- Born: April 25, 1953 (age 73)
- Education: Xaverian Brothers High School Northeastern, B.A.
- Years active: 2006–2016 2000–2005
- Employer(s): Bob's Discount Furniture TJX Companies (NYSE: TJX)
- Title: Executive chairman

= Edmond J. English =

American businessman (born 1953)

Edmond (Ted) J. English (born April 25, 1953) is an American businessman in the retail industry. English is currently the executive chairman of Bob's Discount Furniture and previously the CEO of the TJX Companies.

==Career==
English started his more than 40-year career in the retail industry working as a stock boy at Filene's Basement in Boston, Massachusetts.
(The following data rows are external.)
//! Validation of typed payment amounts.

use thiserror::Error;

/// Why a typed amount was rejected.
#[derive(Debug, Clone, PartialEq, Eq, Error)]
pub enum AmountError {
    #[error("no amount given")]
    Empty,

    #[error("'{0}' is not a number")]
    NotANumber(String),

    #[error("amount cannot be negative")]
    Negative,
}

/// Parse an operator-typed amount such as `40`, `35.50` or `35,50`.
pub fn parse_amount(input: &str) -> Result<f64, AmountError> {
    let trimmed = input.trim();
    if trimmed.is_empty() {
        return Err(AmountError::Empty);
    }

    let normalized = trimmed.replace(',', ".");
    let value: f64 = normalized
        .parse()
        .map_err(|_| AmountError::NotANumber(trimmed.to_string()))?;

    // f64 parsing also accepts "NaN" and "inf".
    if !value.is_finite() {
        return Err(AmountError::NotANumber(trimmed.to_string()));
    }
    // Also catches "-0", which compares equal to zero.
    if value.is_sign_negative() {
        return Err(AmountError::Negative);
    }
    Ok(value)
}

#[cfg(test)]
mod tests {
    use super::*;

    #[test]
    fn test_decimal_separators() {
        assert_eq!(parse_amount("35.50"), Ok(35.5));
        assert_eq!(parse_amount("35,50"), Ok(35.5));
        assert_eq!(parse_amount(" 40 "), Ok(40.0));
        assert_eq!(parse_amount("0"), Ok(0.0));
    }

    #[test]
    fn test_rejects_text() {
        assert_eq!(parse_amount("abc"), Err(AmountError::NotANumber("abc".into())));
        assert_eq!(parse_amount("forty"), Err(AmountError::NotANumber("forty".into())));
        assert_eq!(parse_amount("1,2,3"), Err(AmountError::NotANumber("1,2,3".into())));
        assert!(parse_amount("NaN").is_err());
        assert!(parse_amount("inf").is_err());
    }

    #[test]
    fn test_rejects_empty_and_negative() {
        assert_eq!(parse_amount(""), Err(AmountError::Empty));
        assert_eq!(parse_amount("   "), Err(AmountError::Empty));
        assert_eq!(parse_amount("-5"), Err(AmountError::Negative));
        assert_eq!(parse_amount("-0"), Err(AmountError::Negative));
        assert_eq!(parse_amount("-0,00"), Err(AmountError::Negative));
    }
}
In 1983, English joined the TJX Companies as a buyer and eventually rose to serve as its president and chief executive officer from January 2000 to September 2005. Under his leadership, the TJX Companies added over 900 stores, 50,000 employees and revenue increased from $8.9 billion to $15 billion. English then served as the chief executive officer of Bob's Discount Furniture from November 2006 until March 2016. Under his leadership, Bob's Discount Furniture more than doubled the store base and nearly tripled sales, placing it among the top 15 furniture stores in the U.S. He has been the executive chairman of Bob's Discount Furniture since March 2016.

==Civic recognition==
English has been recognized by numerous organizations for his work in the corporate arena and the community, and was awarded an honorary Doctor of Laws degree from Framingham State University for his leadership when seven TJX associates were killed in the September 11 terrorist attacks. English was also on the founding board of the national Welfare to Work Partnership, creating over 30,000 jobs at TJX for former welfare recipients, and was recognized as the Humanitarian of the Year by the Cardinal Cushing Centers for his work with children with special needs.

==Education==
English graduated from Xaverian Brothers High School in Westwood, Massachusetts, in 1971. He then received his bachelor's degree from Northeastern University in 1976. In 2010, Northeastern University recognized English with its Outstanding Alumni Award.

==Personal life==
English is a member of the honorary board of directors for the Special Olympics of Massachusetts, a member of the board of the New England Chapter of Autism Speaks, a member of the board of trustees of the Boston Medical Center, and a member of the board of trustees at Northeastern University. He is a former member of the board of trustees at Xaverian Brothers High School.